Data for the task
//! Webhook sink against a local fake endpoint.

#![allow(clippy::unwrap_used, missing_docs)]

use assert_matches::assert_matches;
use ordain_notify::{Color, NotificationSink, NotifyError, WebhookSink};
use std::time::Duration;
use tokio::io::{AsyncReadExt, AsyncWriteExt};
use tokio::net::{TcpListener, TcpStream};
use tokio::task::JoinHandle;

fn header_end(buf: &[u8]) -> Option<usize> {
    buf.windows(4).position(|w| w == b"\r\n\r\n")
}

async fn read_request(socket: &mut TcpStream) -> String {
    let mut buf = Vec::new();
    let mut chunk = [0u8; 1024];
    loop {
        let n = socket.read(&mut chunk).await.unwrap();
        if n == 0 {
            break;
        }
        buf.extend_from_slice(&chunk[..n]);
        if let Some(end) = header_end(&buf) {
            let headers = String::from_utf8_lossy(&buf[..end]).to_lowercase();
            let body_len = headers
                .lines()
                .find_map(|line| line.strip_prefix("content-length:"))
                .and_then(|v| v.trim().parse::<usize>().ok())
                .unwrap_or(0);
            if buf.len() >= end + 4 + body_len {
                break;
            }
        }
    }
    String::from_utf8(buf).unwrap()
}

/// Accept one request, answer with `status_line`, hand back the raw request.
async fn fake_webhook(status_line: &'static str) -> (String, JoinHandle<String>) {
    let listener = TcpListener::bind("127.0.0.1:0").await.unwrap();
    let addr = listener.local_addr().unwrap();
    let handle = tokio::spawn(async move {
        let (mut socket, _) = listener.accept().await.unwrap();
        let request = read_request(&mut socket).await;
        let response =
            format!("{status_line}\r\ncontent-length: 2\r\nconnection: close\r\n\r\nok");
        socket.write_all(response.as_bytes()).await.unwrap();
        let _ = socket.shutdown().await;
        request
    });
    (format!("http://{addr}/hook"), handle)
}

#[tokio::test]
async fn posts_json_text_body() {
    let (url, server) = fake_webhook("HTTP/1.1 200 OK").await;
    let sink = WebhookSink::new(url, Duration::from_secs(5)).unwrap();

    sink.notify("alice has had order abc fulfilled.", Color::Purple)
        .await
        .unwrap();

    let request = server.await.unwrap();
    assert!(request.starts_with("POST /hook HTTP/1.1"));
    assert!(request
        .to_lowercase()
        .contains("content-type: application/json"));
    assert!(request.ends_with(r#"{"text":"alice has had order abc fulfilled."}"#));
    assert!(!request.contains("purple"));
}

#[tokio::test]
async fn error_status_is_a_transport_error() {
    let (url, server) = fake_webhook("HTTP/1.1 500 Internal Server Error").await;
    let sink = WebhookSink::new(url, Duration::from_secs(5)).unwrap();

    let result = sink.notify("hello", Color::Red).await;
    assert_matches!(result, Err(NotifyError::Transport(msg)) if msg.contains("500"));
    server.await.unwrap();
}

#[tokio::test]
async fn unreachable_endpoint_is_a_transport_error() {
    let listener = TcpListener::bind("127.0.0.1:0").await.unwrap();
    let addr = listener.local_addr().unwrap();
    drop(listener);

    let sink = WebhookSink::new(format!("http://{addr}/hook"), Duration::from_secs(5)).unwrap();
    let result = sink.notify("hello", Color::Red).await;
    assert_matches!(result, Err(NotifyError::Transport(_)));
}
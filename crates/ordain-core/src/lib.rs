//! Ordain Core
//!
//! Bookkeeping for delegation *orders*: a creator asks that a set of users
//! receive delegated access to a set of labels, and a set of owners must
//! delegate before the order is fulfilled.
//!
//! The [`OrderRegistry`] owns every outstanding [`Order`], answers "does this
//! user already have a pending order covering these labels", and announces
//! lifecycle events through an injected [`ordain_notify::NotificationSink`].
//!
//! The registry only tracks requests. Granting access, expiring delegations
//! and persisting state belong to the delegation engine that drives it.

pub mod config;
pub mod error;
pub mod id;
pub mod messages;
pub mod order;
pub mod registry;

pub use config::{DeliveryPolicy, OrdainConfig, RegistryConfig};
pub use error::{OrderError, OrderResult};
pub use id::OrderId;
pub use order::{Order, OrderIndex};
pub use registry::{NewOrderNotice, OrderRegistry};

pub use ordain_notify::{Color, NotificationSink, NotifyError};
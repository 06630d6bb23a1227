//! Presentation hints attached to every notification

use serde::{Deserialize, Serialize};
use std::fmt;

/// Display color (severity/category) for a notification.
///
/// Purely presentational. Sinks that cannot style messages ignore it.
#[derive(Debug, Clone, Copy, PartialEq, Eq, Hash, Serialize, Deserialize)]
#[serde(rename_all = "lowercase")]
pub enum Color {
    /// Urgent, e.g. a new order waiting on owners
    Red,
    /// A delegation was granted
    Yellow,
    /// Actionable link for a single owner
    Green,
    /// Informational
    Gray,
    /// An order was fulfilled
    Purple,
    /// Let the backend pick
    Random,
}

impl Color {
    /// Lowercase name understood by chat backends
    pub fn as_str(self) -> &'static str {
        match self {
            Color::Red => "red",
            Color::Yellow => "yellow",
            Color::Green => "green",
            Color::Gray => "gray",
            Color::Purple => "purple",
            Color::Random => "random",
        }
    }
}

impl fmt::Display for Color {
    fn fmt(&self, f: &mut fmt::Formatter<'_>) -> fmt::Result {
        f.write_str(self.as_str())
    }
}

#[cfg(test)]
mod tests {
    use super::*;

    #[test]
    fn serde_uses_lowercase_names() {
        let json = serde_json::to_string(&Color::Purple).unwrap();
        assert_eq!(json, "\"purple\"");

        let parsed: Color = serde_json::from_str("\"gray\"").unwrap();
        assert_eq!(parsed, Color::Gray);
    }

    #[test]
    fn display_matches_as_str() {
        for color in [
            Color::Red,
            Color::Yellow,
            Color::Green,
            Color::Gray,
            Color::Purple,
            Color::Random,
        ] {
            assert_eq!(color.to_string(), color.as_str());
        }
    }
}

Task to carry out
Your reply is to be the number of lines above in which the word "chunk" appears, and nothing else.

Exercise result
3